Advertisement

Kolaborasi Kraton Jogja dan Pemda DIY Lestarikan Sumbu Filosofi

Media Digital
Sabtu, 21 September 2024 - 13:07 WIB
Maya Herawati
Kolaborasi Kraton Jogja dan Pemda DIY Lestarikan Sumbu Filosofi Penghageng Tepas Tandha Yekti Kraton Ngayogyakarta Hadiningrat Gusti Kanjeng Ratu (GKR) Hayu. - dok - Harian Jogja

Advertisement

JOGJA—Penetapan Sumbu Filosofi sebagai warisan budaya dunia bukan sebagai akhir, melainkan awal dari upaya melestarikan demi generasi berikutnya.

Pengakuan UNESCO juga menguatkan posisi Sumbu Filosofi yang di dalamnya terdapat Kraton Ngayogyakarta Hadiningrat untuk tetap survive ratusan tahun ke depan. Melestarikan kawasan yang luas tersebut tidak mungkin dikerjakan oleh satu pihak saja, namun butuh sinergi dengan pemerintah dan peran serta masyarakat.

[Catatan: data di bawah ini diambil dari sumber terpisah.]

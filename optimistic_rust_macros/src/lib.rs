mod resource;

use proc_macro::TokenStream;

// ============================================================================
// #[derive(Resource)] derive macro
// ============================================================================

/// Derive macro for the `Resource` trait.
///
/// # Usage
///
/// ```ignore
/// #[derive(Clone, Serialize, Deserialize, Resource)]
/// #[resource(collection = "companies")]
/// struct Company {
///     #[resource(id)]
///     pub slug: String,
///     pub name: String,
///     pub num_followers: u32,
/// }
/// ```
///
/// - `#[resource(collection = "...")]` sets the collection name used in cache
///   keys and fetch endpoints. If omitted, defaults to snake_case struct
///   name + "s".
/// - `#[resource(id)]` marks the field used as the identifier. If omitted,
///   defaults to a field named `id`. Any `ToString` field works, so numeric
///   identifiers are fine.
#[proc_macro_derive(Resource, attributes(resource))]
pub fn derive_resource(input: TokenStream) -> TokenStream {
    resource::derive_resource(input)
}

Penetapan UNESCO menjadikan upaya pelestarian menjadi lebih terstruktur dalam menangani secara bersama-sama melalui tanggung jawab dan kewenangan Kraton Ngayogyakarta, Pemda DIY, dan masyarakat.

Kraton Ngayogyakarta sudah melakukan banyak langkah dalam menindaklanjuti penetapan Sumbu Filosofi oleh UNESCO, terutama dalam menyiapkan berbagai dokumen untuk persyaratan agar status tersebut tetap bisa dipertahankan.

Dalam perjalanannya, ada banyak tantangan. "Misalnya kemarin itu kami membahas masalah disaster risk management, dari yang fisik seperti antisipasi kebakaran dan gempa itu bagaimana. Belum lagi barang yang ada di kraton, pengamanan arsitektur bangunan, memastikan tidak over crowded yang bisa mengancam bangunan, sampai bagaimana pengamanan data digital, ini sangat rigid," kata Penghageng Tepas Tandha Yekti Kraton Ngayogyakarta Hadiningrat Gusti Kanjeng Ratu (GKR) Hayu dalam wawancara dengan Harianjogja.com, Jumat (20/9/2024).

Advertisement

Aspek Sumbu Filosofi tidak hanya bangunan arsitektur fisik, tetapi juga vegetasi. Karena dalam vegetasi tersebut terselip makna penting kehidupan manusia yang tetap harus dijaga. Kraton yang memiliki peran penting harus memastikan bahwa vegetasi yang ada di Sumbu Filosofi sesuai dengan ketentuan ketika dibangun pertama kali oleh Sri Sultan Hamengu Buwono I. 

Hal ini pun menjadi tantangan tersendiri karena pernah ditemui pula ada masyarakat yang mungkin belum paham. Mereka mengganti vegetasi di sepanjang Sumbu Filosofi tersebut tidak sesuai ketentuan.

"Contoh lain ketika pohon beringin roboh, tidak bisa diganti dengan asal atau sembarang pohon beringin. Tetapi harus diambilkan dari putranya [perkembangbiakan/pembibitan] dari pohon beringin di dalam di Alun-Alun Utara. Jadi kami harus memastikan itu beringin mutrani-nya [hasil pembibitan dari benih utama] di mana, proses vegetasinya, filosofinya. Itu belum tata ruangnya," katanya.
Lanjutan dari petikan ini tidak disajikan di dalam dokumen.